Problem:
Start at the line below containing "and Mining Requests" and stop at the line containing "kept so very". Repeat every line of that stretch exactly, and nothing outside it.

Data:
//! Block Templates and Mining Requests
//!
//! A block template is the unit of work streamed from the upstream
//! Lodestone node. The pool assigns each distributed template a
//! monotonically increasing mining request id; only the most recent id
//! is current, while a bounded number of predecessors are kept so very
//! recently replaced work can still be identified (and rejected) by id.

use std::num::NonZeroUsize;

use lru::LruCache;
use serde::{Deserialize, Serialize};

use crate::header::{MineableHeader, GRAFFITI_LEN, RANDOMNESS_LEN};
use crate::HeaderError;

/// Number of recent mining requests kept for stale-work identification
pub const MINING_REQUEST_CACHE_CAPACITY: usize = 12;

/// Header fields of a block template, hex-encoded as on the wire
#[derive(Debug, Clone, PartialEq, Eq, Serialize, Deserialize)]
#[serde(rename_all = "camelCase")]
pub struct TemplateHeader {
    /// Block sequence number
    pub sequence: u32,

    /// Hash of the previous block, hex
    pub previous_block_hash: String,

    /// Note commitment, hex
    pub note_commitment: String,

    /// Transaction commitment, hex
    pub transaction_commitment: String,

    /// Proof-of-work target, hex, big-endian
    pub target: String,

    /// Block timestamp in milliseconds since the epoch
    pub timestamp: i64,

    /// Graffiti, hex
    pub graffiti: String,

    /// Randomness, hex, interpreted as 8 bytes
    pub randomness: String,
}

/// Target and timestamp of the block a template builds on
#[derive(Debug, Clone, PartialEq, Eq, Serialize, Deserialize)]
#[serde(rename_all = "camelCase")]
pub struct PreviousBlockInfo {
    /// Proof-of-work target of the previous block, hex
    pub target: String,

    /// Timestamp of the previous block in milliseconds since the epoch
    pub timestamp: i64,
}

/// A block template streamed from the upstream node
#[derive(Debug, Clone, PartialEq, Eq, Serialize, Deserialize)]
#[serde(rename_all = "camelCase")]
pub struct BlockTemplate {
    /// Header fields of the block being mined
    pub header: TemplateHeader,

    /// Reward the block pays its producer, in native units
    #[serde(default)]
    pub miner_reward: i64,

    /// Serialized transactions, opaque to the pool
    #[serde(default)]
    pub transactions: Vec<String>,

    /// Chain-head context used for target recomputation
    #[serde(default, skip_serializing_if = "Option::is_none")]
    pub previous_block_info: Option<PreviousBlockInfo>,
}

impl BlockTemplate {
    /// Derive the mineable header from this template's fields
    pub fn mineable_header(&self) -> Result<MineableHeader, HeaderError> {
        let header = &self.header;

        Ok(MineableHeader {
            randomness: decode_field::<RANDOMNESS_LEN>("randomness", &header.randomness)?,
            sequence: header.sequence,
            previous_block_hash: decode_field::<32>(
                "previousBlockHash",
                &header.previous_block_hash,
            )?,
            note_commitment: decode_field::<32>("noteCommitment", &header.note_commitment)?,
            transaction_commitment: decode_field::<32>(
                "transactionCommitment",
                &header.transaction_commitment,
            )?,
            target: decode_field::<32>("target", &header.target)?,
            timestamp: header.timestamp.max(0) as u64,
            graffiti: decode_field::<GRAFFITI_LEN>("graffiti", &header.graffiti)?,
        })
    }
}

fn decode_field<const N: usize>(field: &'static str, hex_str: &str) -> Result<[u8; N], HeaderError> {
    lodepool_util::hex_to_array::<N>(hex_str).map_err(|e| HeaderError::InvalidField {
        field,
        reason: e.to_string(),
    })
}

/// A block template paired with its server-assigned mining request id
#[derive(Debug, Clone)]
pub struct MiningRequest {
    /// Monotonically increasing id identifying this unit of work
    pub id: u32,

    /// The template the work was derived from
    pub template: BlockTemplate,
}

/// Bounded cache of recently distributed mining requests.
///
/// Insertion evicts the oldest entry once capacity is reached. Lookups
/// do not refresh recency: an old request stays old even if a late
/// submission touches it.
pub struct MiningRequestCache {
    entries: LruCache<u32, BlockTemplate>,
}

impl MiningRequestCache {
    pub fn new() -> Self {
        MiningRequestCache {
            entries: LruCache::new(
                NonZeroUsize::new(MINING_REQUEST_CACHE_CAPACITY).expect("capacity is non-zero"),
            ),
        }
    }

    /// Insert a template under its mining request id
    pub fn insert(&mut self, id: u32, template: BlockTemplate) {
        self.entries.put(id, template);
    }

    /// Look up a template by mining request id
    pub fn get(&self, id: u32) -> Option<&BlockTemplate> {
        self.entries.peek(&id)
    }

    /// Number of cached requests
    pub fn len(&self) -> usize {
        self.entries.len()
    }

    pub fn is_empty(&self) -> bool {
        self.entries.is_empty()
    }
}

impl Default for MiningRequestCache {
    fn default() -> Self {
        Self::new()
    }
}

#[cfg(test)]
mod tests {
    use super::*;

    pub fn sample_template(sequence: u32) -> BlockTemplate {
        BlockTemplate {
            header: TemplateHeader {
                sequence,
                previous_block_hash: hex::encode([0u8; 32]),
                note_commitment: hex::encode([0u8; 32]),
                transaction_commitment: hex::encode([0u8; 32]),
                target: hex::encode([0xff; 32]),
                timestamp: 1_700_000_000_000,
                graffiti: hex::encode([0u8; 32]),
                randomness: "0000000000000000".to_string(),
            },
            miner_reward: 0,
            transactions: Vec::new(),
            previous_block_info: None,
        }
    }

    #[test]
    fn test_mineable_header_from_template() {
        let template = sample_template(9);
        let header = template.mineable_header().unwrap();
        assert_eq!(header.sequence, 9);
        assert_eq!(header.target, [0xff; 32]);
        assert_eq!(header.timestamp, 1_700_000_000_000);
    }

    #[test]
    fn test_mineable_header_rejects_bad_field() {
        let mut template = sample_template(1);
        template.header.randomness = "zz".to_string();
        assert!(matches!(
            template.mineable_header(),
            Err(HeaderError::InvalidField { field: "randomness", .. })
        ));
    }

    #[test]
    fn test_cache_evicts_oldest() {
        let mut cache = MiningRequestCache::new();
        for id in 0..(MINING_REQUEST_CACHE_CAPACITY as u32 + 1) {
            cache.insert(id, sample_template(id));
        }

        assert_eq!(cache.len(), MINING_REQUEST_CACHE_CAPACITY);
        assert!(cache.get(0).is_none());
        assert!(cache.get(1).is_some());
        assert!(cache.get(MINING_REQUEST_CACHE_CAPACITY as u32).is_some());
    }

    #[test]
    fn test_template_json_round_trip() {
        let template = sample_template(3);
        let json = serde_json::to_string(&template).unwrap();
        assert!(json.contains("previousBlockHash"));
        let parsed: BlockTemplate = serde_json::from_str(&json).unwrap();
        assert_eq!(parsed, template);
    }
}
...
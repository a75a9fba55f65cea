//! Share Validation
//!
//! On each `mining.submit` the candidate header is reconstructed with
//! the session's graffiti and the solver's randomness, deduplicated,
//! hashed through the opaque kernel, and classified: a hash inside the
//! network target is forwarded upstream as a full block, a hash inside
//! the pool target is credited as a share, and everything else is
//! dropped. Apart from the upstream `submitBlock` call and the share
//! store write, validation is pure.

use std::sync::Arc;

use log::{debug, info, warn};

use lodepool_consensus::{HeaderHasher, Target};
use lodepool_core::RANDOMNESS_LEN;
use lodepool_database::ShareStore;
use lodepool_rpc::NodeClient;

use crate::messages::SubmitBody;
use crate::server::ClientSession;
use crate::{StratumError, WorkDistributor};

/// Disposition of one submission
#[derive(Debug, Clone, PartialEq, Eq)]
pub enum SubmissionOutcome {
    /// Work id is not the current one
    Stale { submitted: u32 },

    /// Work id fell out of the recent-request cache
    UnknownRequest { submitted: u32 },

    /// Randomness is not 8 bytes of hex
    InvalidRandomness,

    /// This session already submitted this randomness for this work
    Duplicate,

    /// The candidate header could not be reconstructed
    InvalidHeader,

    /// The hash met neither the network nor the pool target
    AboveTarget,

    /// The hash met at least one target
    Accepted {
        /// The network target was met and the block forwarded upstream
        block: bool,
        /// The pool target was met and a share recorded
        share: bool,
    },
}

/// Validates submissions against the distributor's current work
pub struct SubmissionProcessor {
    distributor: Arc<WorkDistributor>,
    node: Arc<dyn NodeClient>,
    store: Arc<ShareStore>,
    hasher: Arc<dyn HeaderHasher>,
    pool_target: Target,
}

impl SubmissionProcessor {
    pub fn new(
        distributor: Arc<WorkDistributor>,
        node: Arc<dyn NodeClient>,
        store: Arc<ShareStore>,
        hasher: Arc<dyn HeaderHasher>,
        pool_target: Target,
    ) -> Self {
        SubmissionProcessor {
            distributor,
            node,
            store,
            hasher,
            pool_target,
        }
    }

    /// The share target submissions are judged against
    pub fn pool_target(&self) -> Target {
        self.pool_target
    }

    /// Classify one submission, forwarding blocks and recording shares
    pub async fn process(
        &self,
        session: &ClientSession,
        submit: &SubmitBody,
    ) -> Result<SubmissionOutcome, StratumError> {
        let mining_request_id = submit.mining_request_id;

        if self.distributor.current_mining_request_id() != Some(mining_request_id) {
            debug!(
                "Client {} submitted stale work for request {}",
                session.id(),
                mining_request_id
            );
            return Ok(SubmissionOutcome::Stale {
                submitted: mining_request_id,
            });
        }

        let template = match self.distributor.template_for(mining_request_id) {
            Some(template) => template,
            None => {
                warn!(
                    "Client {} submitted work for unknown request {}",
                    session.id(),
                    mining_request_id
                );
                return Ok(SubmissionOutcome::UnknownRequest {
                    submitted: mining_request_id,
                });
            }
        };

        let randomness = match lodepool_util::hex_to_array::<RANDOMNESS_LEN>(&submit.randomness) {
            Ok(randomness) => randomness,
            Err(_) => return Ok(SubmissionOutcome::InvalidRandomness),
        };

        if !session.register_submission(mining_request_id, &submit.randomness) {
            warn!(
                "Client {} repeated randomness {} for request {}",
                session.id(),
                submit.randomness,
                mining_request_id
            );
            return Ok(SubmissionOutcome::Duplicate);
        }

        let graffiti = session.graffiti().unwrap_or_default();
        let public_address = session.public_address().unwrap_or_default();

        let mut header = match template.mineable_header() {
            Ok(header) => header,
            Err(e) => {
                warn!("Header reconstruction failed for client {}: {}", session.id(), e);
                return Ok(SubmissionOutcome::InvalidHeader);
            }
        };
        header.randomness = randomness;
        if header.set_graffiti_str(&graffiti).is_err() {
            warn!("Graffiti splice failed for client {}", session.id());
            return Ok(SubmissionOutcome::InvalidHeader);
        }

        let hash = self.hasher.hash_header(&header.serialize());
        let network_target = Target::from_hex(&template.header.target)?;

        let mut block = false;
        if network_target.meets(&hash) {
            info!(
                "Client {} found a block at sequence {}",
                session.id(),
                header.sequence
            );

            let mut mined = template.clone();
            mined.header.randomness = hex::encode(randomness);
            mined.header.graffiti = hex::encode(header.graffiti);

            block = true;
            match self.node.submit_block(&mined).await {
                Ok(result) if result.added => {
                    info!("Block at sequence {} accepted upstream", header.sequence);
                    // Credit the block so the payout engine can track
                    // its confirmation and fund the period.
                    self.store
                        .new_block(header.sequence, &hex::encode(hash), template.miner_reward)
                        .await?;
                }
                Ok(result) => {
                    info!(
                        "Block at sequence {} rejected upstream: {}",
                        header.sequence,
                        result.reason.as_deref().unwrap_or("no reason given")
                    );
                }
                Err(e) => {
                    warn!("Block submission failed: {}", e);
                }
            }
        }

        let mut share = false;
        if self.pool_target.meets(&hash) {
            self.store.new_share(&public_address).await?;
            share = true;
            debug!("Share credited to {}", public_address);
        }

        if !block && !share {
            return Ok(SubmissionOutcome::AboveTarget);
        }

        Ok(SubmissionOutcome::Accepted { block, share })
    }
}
==
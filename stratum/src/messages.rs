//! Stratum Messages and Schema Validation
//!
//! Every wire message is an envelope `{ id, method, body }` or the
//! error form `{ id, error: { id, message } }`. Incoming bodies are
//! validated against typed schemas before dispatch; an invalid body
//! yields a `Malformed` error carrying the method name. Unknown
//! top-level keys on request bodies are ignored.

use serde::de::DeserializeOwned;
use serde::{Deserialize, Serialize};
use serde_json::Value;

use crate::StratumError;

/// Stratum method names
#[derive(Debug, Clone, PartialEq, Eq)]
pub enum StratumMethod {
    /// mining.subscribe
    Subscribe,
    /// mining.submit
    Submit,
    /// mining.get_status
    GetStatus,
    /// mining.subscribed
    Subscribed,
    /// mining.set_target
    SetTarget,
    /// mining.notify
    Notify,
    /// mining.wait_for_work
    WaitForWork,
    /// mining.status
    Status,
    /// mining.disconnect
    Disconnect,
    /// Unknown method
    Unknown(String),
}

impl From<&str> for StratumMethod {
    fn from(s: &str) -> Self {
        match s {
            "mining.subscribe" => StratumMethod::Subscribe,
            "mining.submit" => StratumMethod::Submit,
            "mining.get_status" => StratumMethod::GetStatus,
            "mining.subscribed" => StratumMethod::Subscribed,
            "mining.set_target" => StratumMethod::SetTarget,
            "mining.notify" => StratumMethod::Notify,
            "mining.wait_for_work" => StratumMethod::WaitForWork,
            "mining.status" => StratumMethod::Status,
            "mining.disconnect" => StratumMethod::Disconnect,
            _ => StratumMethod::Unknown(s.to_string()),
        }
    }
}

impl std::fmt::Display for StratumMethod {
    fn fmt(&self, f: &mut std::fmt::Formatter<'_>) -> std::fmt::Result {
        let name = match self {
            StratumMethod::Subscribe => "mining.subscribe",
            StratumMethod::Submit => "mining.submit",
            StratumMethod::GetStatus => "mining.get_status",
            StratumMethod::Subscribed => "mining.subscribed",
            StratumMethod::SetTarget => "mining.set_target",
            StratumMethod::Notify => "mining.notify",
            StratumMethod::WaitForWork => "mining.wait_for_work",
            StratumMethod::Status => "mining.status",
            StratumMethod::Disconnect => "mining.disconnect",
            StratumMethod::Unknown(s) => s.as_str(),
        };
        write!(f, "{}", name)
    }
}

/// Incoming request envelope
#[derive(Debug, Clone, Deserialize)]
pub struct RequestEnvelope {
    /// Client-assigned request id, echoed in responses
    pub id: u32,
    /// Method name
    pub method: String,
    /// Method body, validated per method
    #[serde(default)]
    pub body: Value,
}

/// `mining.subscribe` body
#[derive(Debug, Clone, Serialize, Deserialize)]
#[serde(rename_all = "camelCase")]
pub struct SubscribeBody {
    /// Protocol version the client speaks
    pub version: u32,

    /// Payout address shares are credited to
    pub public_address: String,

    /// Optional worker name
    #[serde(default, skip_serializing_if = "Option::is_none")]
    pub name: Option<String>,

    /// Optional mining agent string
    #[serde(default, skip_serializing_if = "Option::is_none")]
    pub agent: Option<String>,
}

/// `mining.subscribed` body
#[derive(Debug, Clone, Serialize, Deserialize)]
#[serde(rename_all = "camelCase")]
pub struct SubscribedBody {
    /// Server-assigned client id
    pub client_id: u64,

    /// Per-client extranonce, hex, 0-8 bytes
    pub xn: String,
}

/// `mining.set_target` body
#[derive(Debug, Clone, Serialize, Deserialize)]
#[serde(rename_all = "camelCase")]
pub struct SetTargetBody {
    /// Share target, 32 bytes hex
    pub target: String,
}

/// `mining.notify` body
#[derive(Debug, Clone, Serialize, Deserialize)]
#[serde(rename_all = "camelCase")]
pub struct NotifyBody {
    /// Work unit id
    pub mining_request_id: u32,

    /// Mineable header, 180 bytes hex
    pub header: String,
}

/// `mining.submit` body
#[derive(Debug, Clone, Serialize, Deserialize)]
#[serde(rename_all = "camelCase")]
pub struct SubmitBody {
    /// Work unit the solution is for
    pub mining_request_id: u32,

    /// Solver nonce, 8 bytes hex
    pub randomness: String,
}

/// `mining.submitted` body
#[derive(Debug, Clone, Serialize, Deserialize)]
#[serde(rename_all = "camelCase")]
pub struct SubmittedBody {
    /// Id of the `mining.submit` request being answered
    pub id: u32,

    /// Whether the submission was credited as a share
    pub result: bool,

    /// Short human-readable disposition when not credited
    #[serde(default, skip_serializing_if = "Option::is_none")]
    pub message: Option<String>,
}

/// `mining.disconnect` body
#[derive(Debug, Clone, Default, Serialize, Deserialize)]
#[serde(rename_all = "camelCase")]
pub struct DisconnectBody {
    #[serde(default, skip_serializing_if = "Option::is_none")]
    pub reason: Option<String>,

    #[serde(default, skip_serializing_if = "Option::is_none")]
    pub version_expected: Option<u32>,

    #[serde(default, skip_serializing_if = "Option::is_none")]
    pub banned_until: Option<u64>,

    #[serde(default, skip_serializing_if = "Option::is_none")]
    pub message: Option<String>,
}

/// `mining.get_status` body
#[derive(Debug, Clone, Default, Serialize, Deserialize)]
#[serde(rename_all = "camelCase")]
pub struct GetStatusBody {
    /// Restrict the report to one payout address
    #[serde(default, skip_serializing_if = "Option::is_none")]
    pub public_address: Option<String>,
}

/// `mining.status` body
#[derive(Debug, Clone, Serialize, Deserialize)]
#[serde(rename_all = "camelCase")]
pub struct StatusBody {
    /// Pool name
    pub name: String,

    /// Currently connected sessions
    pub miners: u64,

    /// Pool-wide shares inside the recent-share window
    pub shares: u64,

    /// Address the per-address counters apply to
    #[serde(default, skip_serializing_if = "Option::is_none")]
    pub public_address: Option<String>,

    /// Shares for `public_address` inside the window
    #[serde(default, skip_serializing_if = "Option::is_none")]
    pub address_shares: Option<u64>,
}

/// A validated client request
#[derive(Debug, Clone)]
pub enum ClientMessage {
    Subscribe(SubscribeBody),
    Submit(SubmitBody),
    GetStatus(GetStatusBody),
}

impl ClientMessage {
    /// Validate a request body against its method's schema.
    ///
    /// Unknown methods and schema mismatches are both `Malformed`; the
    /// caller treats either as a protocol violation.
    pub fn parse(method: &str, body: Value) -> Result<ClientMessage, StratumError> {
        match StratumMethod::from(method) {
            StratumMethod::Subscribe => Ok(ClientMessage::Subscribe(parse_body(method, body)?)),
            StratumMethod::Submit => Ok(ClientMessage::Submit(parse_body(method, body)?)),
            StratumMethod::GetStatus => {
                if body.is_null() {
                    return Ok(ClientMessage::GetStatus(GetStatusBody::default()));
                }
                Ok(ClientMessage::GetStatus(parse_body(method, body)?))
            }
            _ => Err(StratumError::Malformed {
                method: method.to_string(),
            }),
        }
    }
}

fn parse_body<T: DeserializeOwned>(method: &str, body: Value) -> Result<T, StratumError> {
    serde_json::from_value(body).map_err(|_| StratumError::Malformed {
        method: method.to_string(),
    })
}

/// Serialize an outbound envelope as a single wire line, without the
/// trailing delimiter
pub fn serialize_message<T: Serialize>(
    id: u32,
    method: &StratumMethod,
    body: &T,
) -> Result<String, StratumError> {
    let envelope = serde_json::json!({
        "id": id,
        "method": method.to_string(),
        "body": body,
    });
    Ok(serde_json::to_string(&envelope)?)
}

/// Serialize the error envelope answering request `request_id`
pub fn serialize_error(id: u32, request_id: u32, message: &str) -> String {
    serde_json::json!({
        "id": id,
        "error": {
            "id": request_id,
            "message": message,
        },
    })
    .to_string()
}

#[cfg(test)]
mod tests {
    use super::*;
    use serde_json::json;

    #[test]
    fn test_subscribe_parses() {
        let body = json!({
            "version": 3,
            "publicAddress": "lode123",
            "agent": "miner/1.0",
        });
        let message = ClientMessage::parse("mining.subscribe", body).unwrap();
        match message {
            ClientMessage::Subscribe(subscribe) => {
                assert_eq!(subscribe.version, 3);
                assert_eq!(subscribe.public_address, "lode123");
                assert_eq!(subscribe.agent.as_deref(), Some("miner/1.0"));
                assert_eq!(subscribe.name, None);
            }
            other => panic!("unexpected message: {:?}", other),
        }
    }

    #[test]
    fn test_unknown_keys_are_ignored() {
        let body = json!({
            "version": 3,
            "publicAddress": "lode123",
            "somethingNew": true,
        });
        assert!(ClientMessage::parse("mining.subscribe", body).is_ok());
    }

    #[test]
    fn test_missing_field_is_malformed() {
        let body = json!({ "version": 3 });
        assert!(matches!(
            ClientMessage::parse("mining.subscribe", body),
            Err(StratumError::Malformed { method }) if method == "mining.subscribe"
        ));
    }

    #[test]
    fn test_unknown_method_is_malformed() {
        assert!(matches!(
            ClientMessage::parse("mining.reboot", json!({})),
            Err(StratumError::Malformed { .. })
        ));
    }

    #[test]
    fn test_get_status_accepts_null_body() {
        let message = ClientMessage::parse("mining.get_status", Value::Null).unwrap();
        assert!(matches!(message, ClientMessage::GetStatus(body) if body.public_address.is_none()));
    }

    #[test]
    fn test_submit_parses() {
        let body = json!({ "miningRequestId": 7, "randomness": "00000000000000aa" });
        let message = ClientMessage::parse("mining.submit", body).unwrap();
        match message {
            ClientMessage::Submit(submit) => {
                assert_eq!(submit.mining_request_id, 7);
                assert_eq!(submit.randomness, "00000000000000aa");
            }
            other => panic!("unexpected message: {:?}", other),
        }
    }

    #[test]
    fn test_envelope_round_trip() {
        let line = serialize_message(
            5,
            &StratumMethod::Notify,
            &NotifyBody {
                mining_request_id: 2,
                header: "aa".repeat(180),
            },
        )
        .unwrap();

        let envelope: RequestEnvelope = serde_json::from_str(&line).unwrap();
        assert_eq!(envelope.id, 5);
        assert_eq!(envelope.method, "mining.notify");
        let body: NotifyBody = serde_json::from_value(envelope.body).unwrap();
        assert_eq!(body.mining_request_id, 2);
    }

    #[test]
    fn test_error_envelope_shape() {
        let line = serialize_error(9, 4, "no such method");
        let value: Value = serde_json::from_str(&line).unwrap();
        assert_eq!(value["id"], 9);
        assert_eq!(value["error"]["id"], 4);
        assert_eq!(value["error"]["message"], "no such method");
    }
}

Response to this exercise:
//! Block Templates and Mining Requests
//!
//! A block template is the unit of work streamed from the upstream
//! Lodestone node. The pool assigns each distributed template a
//! monotonically increasing mining request id; only the most recent id
//! is current, while a bounded number of predecessors are kept so very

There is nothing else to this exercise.